A Academia para a Linguagem e a Poesia (o título mais absurdo do mundo!) distribui anualmente um Anuário, e isto, por acaso, teria alguma razão de ser? No entanto, todo Anuário traz, impressos, uns assim chamados ensaios que já estão cobertos de pó antes de terem sido sequer levados à prensa e que não têm nada a ver com linguagem ou poesia, ou nada a ver com o criativo, porque provêm das máquinas de escrever emperradas de tagarelas caducos, ou, como diríamos na Áustria, abelhudos desconsiderados. E o que mais há no Anuário da Academia, além dessas malcheirosas efusões?
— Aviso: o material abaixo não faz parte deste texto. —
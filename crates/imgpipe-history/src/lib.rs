//! # imgpipe-history
//!
//! Undo/redo history, operation ledger, pipeline export/import and
//! transactional replay.
//!
//! Every committed operation produces two things at once: a new image
//! snapshot in the [`HistoryStore`] and an [`OperationRecord`] in the
//! [`Ledger`]. The pair lives in a [`Timeline`], owned by a [`Session`].
//! The visible part of the ledger exports to a JSON
//! [`PipelineDocument`] which can be parsed back and replayed, all steps
//! or none.
//!
//! ```text
//!               commit_step
//!   Session ──> Timeline ──┬──> HistoryStore<Image>   (snapshots + cursor)
//!      │                   └──> Ledger                (records + cursor)
//!      │
//!      ├── export ──> PipelineDocument ──> JSON
//!      └── import <── parse <─────────────  JSON
//!                      └──> Replayer ──> Checkpoint (rollback)
//! ```
//!
//! # Modules
//!
//! - [`history`] - Snapshot sequence with fork-truncating commits
//! - [`ledger`] - Operation records aligned with the history cursor
//! - [`codec`] - Runtime values to JSON-safe values and back
//! - [`document`] - Wire format, export and validating parse
//! - [`replay`] - All-or-nothing replay
//! - [`timeline`] - History and ledger mutated together
//! - [`session`] - User-facing session calls
//! - [`manager`] - Sessions keyed by id
//! - [`config`] - YAML-loadable session settings

#![warn(missing_docs)]
#![warn(rustdoc::missing_crate_level_docs)]

pub mod codec;
pub mod config;
pub mod document;
mod error;
pub mod history;
pub mod ledger;
pub mod manager;
pub mod replay;
pub mod session;
pub mod timeline;

pub use codec::{EncodedParams, EncodedValue, EnumResolution};
pub use config::SessionConfig;
pub use document::PipelineDocument;
pub use error::{ConfigError, ImportError, PipelineError, PipelineResult, ReplayError};
pub use history::HistoryStore;
pub use ledger::{Ledger, OperationRecord};
pub use manager::{SessionId, SessionManager};
pub use replay::{Checkpoint, ReplayMode, ReplayReport, Replayer};
pub use session::{Preview, Session};
pub use timeline::Timeline;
Uma comprida lista de todas as possíveis e impossíveis honrarias, cada qual mais obscura, que essas minhocas intelectuais receberam no ano precedente. A quem isso interessa, a não ser às próprias minhocas? E mais, para não esquecer: uma hipócrita “lista de falecidos”, com obituários constrangedores a jogar um tipo de pôquer dos mortos da Academia, cada um aumentando as apostas da estupidez bajulatória contra os outros. Uma lástima que esse Anuário seja impresso em papel caro que não presta sequer para acender o meu fogão em Ohlsdorf. A cada vez que o carteiro deixa comigo esse fardo, tenho as maiores dificuldades com ele.

 

Mas – as pessoas dirão – a Academia para a Linguagem e a Poesia (só por esse termo o Prêmio Büchner já deveria ser dado aos seus inventores!) distribui o Prêmio Büchner, o assim dito mais admirado prêmio literário de toda a Alemanha. Não vejo por que esta Academia obscura deva dar o Prêmio Büchner, pois ninguém necessita de uma Academia para conceder tal premiação. Certamente, não de uma Academia para a Linguagem e a Poesia, que é uma curiosidade conceitual e linguística como o seu nome já indica, nada mais. Há sete anos exatamente, quando fui eleito para a Academia, não pensei muito nisso, nem o levei a sério. Foi só gradualmente que a dubiedade dessa Academia de Darmstadt se tornou clara para mim; e eu, literalmente, só tomei essa entidade dúbia a sério, pela primeira vez, no momento em que li que o Sr. Walter Scheel tinha sido eleito para esta Academia, e de imediato renunciei. Se o Sr. Scheel está entrando, pensei, então posso sair no mesmo instante.

 

Desejo à Academia para a Linguagem e a Poesia, que considero a instituição mais dispensável da Alemanha e por certo de todo o resto do mundo, e que certamente é mais nociva que útil a esses poetas que são poetas de verdade e a esses escritores que são escritores de verdade, o melhor com o Sr. Scheel. Toda vez que um de seus membros morre, a Academia de Darmstadt (para a Linguagem e a Poesia!) sempre, automaticamente, emite um cartão com margens pretas anunciando o falecimento, com um texto fúnebre que tem sempre as mesmas palavras (cuja linguagem e poesia dariam causa a discussões). Talvez eu viva para presenciar o dia em que eles enviarão um cartão noticiando não a morte de um honorável membro, mas a deles próprios.